Hazard ratios for progression-free survival according to RAS and PIK3CA. Forest plot to demonstrate hazard ratios for progression-free survival in subgroup analyses by RAS and PIK3CA status.
For patients with PIK3CA MT tumours, the median PFS was 9.9 months in the group receiving C and 8.5 months in the groups receiving CB or CBM (HR, 1.48; 95% CI, 0.61–3.58; P=0.38; Figure 2). Among patients with PIK3CA WT tumours, the median PFS was 5.9 months in the group receiving C and 8.4 months in the groups receiving CB or CBM (HR, 0.58; 95% CI, 0.44–0.77; P<0.001; Figure 2). The additional benefit of bevacizumab on PFS appears greater among the patients with PIK3CA WT tumours than among those with PIK3CA MT tumours but does not reach statistical significance (P=0.06 for the interaction between PIK3CA status and the assigned treatment).
Overall survival
Among patients with RAS MT tumours, there was no statistical difference in OS, and the median OS was 22.8 months in the group receiving C and 20.4 months in the groups receiving CB or CBM (HR, 0.91; 95% CI, 0.58–1.44; P=0.70).
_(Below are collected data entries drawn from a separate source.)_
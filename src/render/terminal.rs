// src/render/terminal.rs
//! Terminal-based trail view

use super::{RenderInstruction, RenderSink};
use crate::{
    error::{Result, TrailError},
    trail::GeoPoint,
};
use chrono::{DateTime, Utc};
use crossterm::{
    cursor::{Hide, MoveTo, Show},
    execute,
    style::{Color, Print, ResetColor, SetForegroundColor},
    terminal::{Clear, ClearType, DisableLineWrap, EnableLineWrap},
};
use std::io::{self, Write};

/// Redraws a status panel after every instruction.
pub struct TerminalSink<W: Write> {
    out: W,
    started: bool,
    center: Option<(GeoPoint, f32)>,
    last_segment: Option<(GeoPoint, GeoPoint)>,
    segments: usize,
    distance_m: f64,
    notice: Option<(DateTime<Utc>, String)>,
    source_label: String,
}

impl TerminalSink<io::Stdout> {
    pub fn stdout(source_label: &str) -> Self {
        Self::new(io::stdout(), source_label)
    }
}

impl<W: Write> TerminalSink<W> {
    pub fn new(out: W, source_label: &str) -> Self {
        Self {
            out,
            started: false,
            center: None,
            last_segment: None,
            segments: 0,
            distance_m: 0.0,
            notice: None,
            source_label: source_label.to_string(),
        }
    }

    /// Take over the terminal. Until this is called the view is not ready
    /// and map instructions are skipped by the session.
    pub fn start(&mut self) -> Result<()> {
        execute!(self.out, Hide, DisableLineWrap).map_err(TrailError::Io)?;
        self.started = true;
        self.redraw()
    }

    /// Give the terminal back
    pub fn finish(&mut self) -> Result<()> {
        if self.started {
            execute!(self.out, Show, EnableLineWrap).map_err(TrailError::Io)?;
            self.started = false;
        }
        writeln!(self.out, "\nShutting down...")?;
        Ok(())
    }

    pub fn segment_count(&self) -> usize {
        self.segments
    }

    /// Total length of the drawn trail in meters
    pub fn trail_distance(&self) -> f64 {
        self.distance_m
    }

    fn redraw(&mut self) -> Result<()> {
        execute!(self.out, Clear(ClearType::All), MoveTo(0, 0)).map_err(TrailError::Io)?;

        execute!(
            self.out,
            SetForegroundColor(Color::Green),
            Print("=".repeat(60)),
            Print("\n"),
            Print(format!("GPS Trail - following {} fixes", self.source_label)),
            Print("\n"),
            Print("=".repeat(60)),
            Print("\n"),
            ResetColor
        )
        .map_err(TrailError::Io)?;

        self.render_view_section()?;
        self.render_trail_section()?;
        self.render_notice_section()?;

        execute!(
            self.out,
            SetForegroundColor(Color::Green),
            Print("=".repeat(60)),
            Print("\n"),
            Print("Press Ctrl+C to exit"),
            Print("\n"),
            ResetColor
        )
        .map_err(TrailError::Io)?;

        self.out.flush().map_err(TrailError::Io)
    }

    fn render_view_section(&mut self) -> Result<()> {
        execute!(
            self.out,
            SetForegroundColor(Color::Yellow),
            Print("VIEW:\n"),
            ResetColor
        )
        .map_err(TrailError::Io)?;

        let (center, zoom) = match self.center {
            Some((point, zoom)) => (point.to_string(), format!("{:.0}", zoom)),
            None => ("Waiting for location".to_string(), "-".to_string()),
        };
        execute!(
            self.out,
            Print(format!("  Center: {}\n", center)),
            Print(format!("  Zoom:   {}\n\n", zoom))
        )
        .map_err(TrailError::Io)?;

        Ok(())
    }

    fn render_trail_section(&mut self) -> Result<()> {
        execute!(
            self.out,
            SetForegroundColor(Color::Cyan),
            Print("TRAIL:\n"),
            ResetColor
        )
        .map_err(TrailError::Io)?;

        execute!(
            self.out,
            Print(format!("  Segments: {:>8}\n", self.segments)),
            Print(format!("  Distance: {:>8.1} m\n", self.distance_m))
        )
        .map_err(TrailError::Io)?;

        if let Some((from, to)) = self.last_segment {
            execute!(self.out, Print(format!("  Last:     {} -> {}\n", to, from)))
                .map_err(TrailError::Io)?;
        }

        execute!(self.out, Print("\n")).map_err(TrailError::Io)?;
        Ok(())
    }

    fn render_notice_section(&mut self) -> Result<()> {
        if let Some((at, message)) = &self.notice {
            let line = format!("  [{}] {}\n\n", at.format("%H:%M:%S UTC"), message);
            execute!(
                self.out,
                SetForegroundColor(Color::Magenta),
                Print(line),
                ResetColor
            )
            .map_err(TrailError::Io)?;
        }
        Ok(())
    }
}

impl<W: Write> RenderSink for TerminalSink<W> {
    fn is_ready(&self) -> bool {
        self.started
    }

    fn apply(&mut self, instruction: RenderInstruction) -> Result<()> {
        match instruction {
            RenderInstruction::Recenter { point, zoom } => {
                self.center = Some((point, zoom));
            }
            RenderInstruction::DrawSegment { from, to } => {
                self.segments += 1;
                self.distance_m += from.distance_to(&to);
                self.last_segment = Some((from, to));
            }
            RenderInstruction::Notify { message } => {
                self.notice = Some((Utc::now(), message));
            }
        }

        if self.started {
            self.redraw()?;
        }
        Ok(())
    }
}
Among patients with RAS WT tumours, the median OS was 20.6 months in the group receiving C and 18.9 months in the groups receiving CB or CBM (HR, 0.99; 95% CI, 0.67–1.45; P=0.95). The effect of the addition of bevacizumab on OS was not significantly greater among the patients with RAS WT tumours than among those with RAS MT tumours (P=0.73 for the interaction between RAS status and the assigned treatment).
Among patients with PIK3CA MT tumours, the median OS was 18.9 months in the group receiving C and 19.2 months in the groups receiving CB or CBM (HR, 1.18; 95% CI, 0.46–3.06; P=0.73). Among patients with PIK3CA WT tumours, the median OS was 20.6 months in the group receiving C and 19.8 months in the groups receiving CB or CBM (HR, 0.89; 95% CI, 0.65–1.22; P=0.47). The effect of the addition of bevacizumab on OS was not significantly greater among the patients with PIK3CA WT tumours than among those with PIK3CA MT tumours (P=0.49 for the interaction between PIK3CA status and the assigned treatment).
Response to treatment
The response rate based on RAS and PIK3CA mutation status is summarised in Table 4 and Supplementary Table 2 online. Patients with RAS WT tumour appeared to have a borderline greater likelihood of response with the addition of bevacizumab (P=0.04 for the interaction between RAS status and the assigned treatment). The effect of the addition of bevacizumab on response was similar among the patients with PIK3CA WT tumours compared with those with PIK3CA MT tumours (P=0.26 for the interaction between PIK3CA status and the assigned treatment).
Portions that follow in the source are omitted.